▶ _Records for this task_

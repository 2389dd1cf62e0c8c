use axum::{
    extract::State,
    response::Json,
    routing::get,
    Router,
};
use serde_json::json;

use crate::relay::{RelayHandle, RelaySnapshot};

#[derive(Clone)]
pub struct ApiState {
    pub relay: RelayHandle,
}

// GET /health - Upstream readiness and subscribed symbols
pub async fn health_check(State(state): State<ApiState>) -> Json<serde_json::Value> {
    let snapshot = state.relay.snapshot();
    Json(json!({
        "ok": true,
        "upstreamReady": snapshot.upstream_ready,
        "subscribed": snapshot.subscribed,
        "viewers": snapshot.viewers,
        "timestamp": chrono::Utc::now()
    }))
}

// GET /api/stats - Viewer counts per symbol
pub async fn relay_stats(State(state): State<ApiState>) -> Json<RelaySnapshot> {
    Json(state.relay.snapshot())
}

// Create the API router
pub fn create_api_router(state: ApiState) -> Router {
    let api_routes = Router::new()
        .route("/health", get(health_check))
        .route("/stats", get(relay_stats))
        .with_state(state.clone());

    Router::new()
        .route("/health", get(health_check))
        .with_state(state)
        .nest("/api", api_routes)
}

▶ _Work item_
Please provide nothing but the number of lines in the records that hold the string "RelayHandle".

▶ _Solved exercise_
2